I'm trying to import a large size of JSON FILE from Amazon S3 into AWS RDS-PostgreSQL using Python. But, these errors occured,
Traceback (most recent call last):
File "my_code.py", line 67, in
file_content = obj['Body'].read().decode('utf-8').splitlines(True)
File "/home/user/asd-to-qwe/fgh-to-hjk/env/local/lib/python3.6/site-packages/botocore/response.py", line 76, in read
chunk = self._raw_stream.read(amt)
File "/home/user/asd-to-qwe/fgh-to-hjk/env/local/lib/python3.6/site-packages/botocore/vendored/requests/packages/urllib3/response.py", line 239, in read
data = self._fp.read()
File "/usr/lib64/python3.6/http/client.py", line 462, in read
s = self._safe_read(self.length)
File "/usr/lib64/python3.6/http/client.py", line 617, in _safe_read
return b"".join(s)
MemoryError
// my_code.py
import sys
import boto3
import psycopg2
import zipfile
import io
import json
s3 = boto3.client('s3', aws_access_key_id=<aws_access_key_id>, aws_secret_access_key=<aws_secret_access_key>)

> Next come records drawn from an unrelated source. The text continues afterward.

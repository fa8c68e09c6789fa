use std::borrow::Cow;
use std::marker::PhantomData;

use parking_lot::RwLockWriteGuard;
use segstore::{
    BytesDecode, BytesEncode, Found, NoValue, RegionSlice, Result, SegmentMut, SegmentRef,
};

use crate::entry::HashEntry;
use crate::segment::Segment;

/// A key already turned into its stored byte form.
///
/// Opening contexts with an encoded key skips the encoding step; routing and
/// lookup are the same as for the plain key.
pub struct EncodedKey<'a, K> {
    bytes: Cow<'a, [u8]>,
    _marker: PhantomData<fn() -> K>,
}

impl<'a, K> EncodedKey<'a, K> {
    pub fn encode(key: &'a <K as BytesEncode<'a>>::EItem) -> Result<Self>
    where
        K: BytesEncode<'a>,
    {
        Ok(Self {
            bytes: K::bytes_encode(key)?,
            _marker: PhantomData,
        })
    }

    /// Wrap bytes that are known to be a valid encoding of a `K`.
    pub fn from_bytes(bytes: &'a [u8]) -> Self {
        Self {
            bytes: Cow::Borrowed(bytes),
            _marker: PhantomData,
        }
    }

    pub fn as_bytes(&self) -> &[u8] {
        &self.bytes
    }
}

impl<K> EncodedKey<'static, K> {
    pub fn from_vec(bytes: Vec<u8>) -> Self {
        Self {
            bytes: Cow::Owned(bytes),
            _marker: PhantomData,
        }
    }
}

/// Exclusive access to the entry of one key.
///
/// Holds the write lock of the key's segment from creation until drop, so
/// every other context on the same segment waits. The lookup happens once at
/// creation; afterwards the context is either in the found or the absent
/// state and each mutation moves it between the two.
///
/// Do not open a second context on the same container while holding one:
/// two keys of the same segment deadlock.
pub struct QueryContext<'q, K, V> {
    segment: &'q Segment,
    guard: RwLockWriteGuard<'q, RegionSlice>,
    key: Cow<'q, [u8]>,
    hash: u64,
    found: Option<Found>,
    _marker: PhantomData<fn() -> (K, V)>,
}

impl<'q, K, V> QueryContext<'q, K, V> {
    pub(crate) fn open(segment: &'q Segment, key: Cow<'q, [u8]>, hash: u64) -> Self {
        let guard = segment.write();
        let found = SegmentRef::new(guard.as_slice(), segment.geometry()).lookup(hash, &key);
        Self {
            segment,
            guard,
            key,
            hash,
            found,
            _marker: PhantomData,
        }
    }

    fn view(&self) -> SegmentRef<'_> {
        SegmentRef::new(self.guard.as_slice(), self.segment.geometry())
    }

    pub fn key_bytes(&self) -> &[u8] {
        &self.key
    }

    pub fn key<'s>(&'s self) -> Result<<K as BytesDecode<'s>>::DItem>
    where
        K: BytesDecode<'s>,
    {
        K::bytes_decode(&self.key)
    }

    pub fn segment_index(&self) -> usize {
        self.segment.index()
    }

    pub fn is_present(&self) -> bool {
        self.found.is_some()
    }

    pub fn entry(&self) -> Option<HashEntry<'_, K, V>> {
        let found = self.found?;
        let view = self.view();
        Some(HashEntry::new(
            self.segment.index(),
            found.slot,
            view.key(found.slot),
            view.value(found.slot),
        ))
    }

    pub fn value_bytes(&self) -> Option<&[u8]> {
        self.found.map(|found| self.view().value(found.slot))
    }

    pub fn value<'s>(&'s self) -> Result<Option<<V as BytesDecode<'s>>::DItem>>
    where
        V: BytesDecode<'s>,
    {
        self.value_bytes().map(V::bytes_decode).transpose()
    }

    /// Insert when absent. Returns `false`, changing nothing, if the key is present.
    pub fn insert_bytes(&mut self, value: &[u8]) -> Result<bool> {
        if self.found.is_some() {
            return Ok(false);
        }
        let mut view = SegmentMut::new(self.guard.as_mut_slice(), self.segment.geometry());
        let found = view.insert(self.hash, &self.key, value)?;
        self.segment.publish_len(view.len());
        self.found = Some(found);
        Ok(true)
    }

    /// Replace the value when present. Returns `false` if the key is absent.
    pub fn replace_value_bytes(&mut self, value: &[u8]) -> Result<bool> {
        let Some(found) = self.found else {
            return Ok(false);
        };
        let mut view = SegmentMut::new(self.guard.as_mut_slice(), self.segment.geometry());
        view.replace_value(found.slot, value)?;
        Ok(true)
    }

    /// Insert or replace.
    pub fn put_bytes(&mut self, value: &[u8]) -> Result<()> {
        if !self.replace_value_bytes(value)? {
            self.insert_bytes(value)?;
        }
        Ok(())
    }

    pub fn insert<'v>(&mut self, value: &'v <V as BytesEncode<'v>>::EItem) -> Result<bool>
    where
        V: BytesEncode<'v>,
    {
        let bytes = V::bytes_encode(value)?;
        self.insert_bytes(&bytes)
    }

    pub fn replace_value<'v>(&mut self, value: &'v <V as BytesEncode<'v>>::EItem) -> Result<bool>
    where
        V: BytesEncode<'v>,
    {
        let bytes = V::bytes_encode(value)?;
        self.replace_value_bytes(&bytes)
    }

    pub fn put<'v>(&mut self, value: &'v <V as BytesEncode<'v>>::EItem) -> Result<()>
    where
        V: BytesEncode<'v>,
    {
        let bytes = V::bytes_encode(value)?;
        self.put_bytes(&bytes)
    }

    /// Remove the entry. Returns `false` if the key was absent.
    pub fn remove(&mut self) -> bool {
        let Some(found) = self.found.take() else {
            return false;
        };
        let mut view = SegmentMut::new(self.guard.as_mut_slice(), self.segment.geometry());
        view.remove(found);
        self.segment.publish_len(view.len());
        true
    }

    /// Release the segment lock now instead of at the end of the scope.
    pub fn close(self) {}
}

impl<K> QueryContext<'_, K, NoValue> {
    /// Add the key as a member. Returns `false` if it already was one.
    pub fn add(&mut self) -> Result<bool> {
        self.insert_bytes(&[])
    }
}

connection = psycopg2.connect(host=<host>, dbname=<dbname>, user=<user>, password=<password>)
cursor = connection.cursor()
bucket = sys.argv[1]
key = sys.argv[2]
obj = s3.get_object(Bucket=bucket, Key=key)
def insert_query(data):
query = """
INSERT INTO data_table
SELECT
(src.test->>'url')::varchar, (src.test->>'id')::bigint,
(src.test->>'external_id')::bigint, (src.test->>'via')::jsonb
FROM (SELECT CAST(%s AS JSONB) AS test) src
"""
cursor.execute(query, (json.dumps(data),))
if key.endswith('.zip'):
zip_files = obj['Body'].read()
with io.BytesIO(zip_files) as zf:
zf.seek(0)
with zipfile.ZipFile(zf, mode='r') as z:
for filename in z.namelist():
with z.open(filename) as f:
for line in f:
insert_query(json.loads(line.decode('utf-8')))
if key.endswith('.json'):
file_content = obj['Body'].read().decode('utf-8').splitlines(True)
for line in file_content:
insert_query(json.loads(line))
connection.commit()
connection.close()
Are there any solutions to these problems? Any help would do, thank you so much!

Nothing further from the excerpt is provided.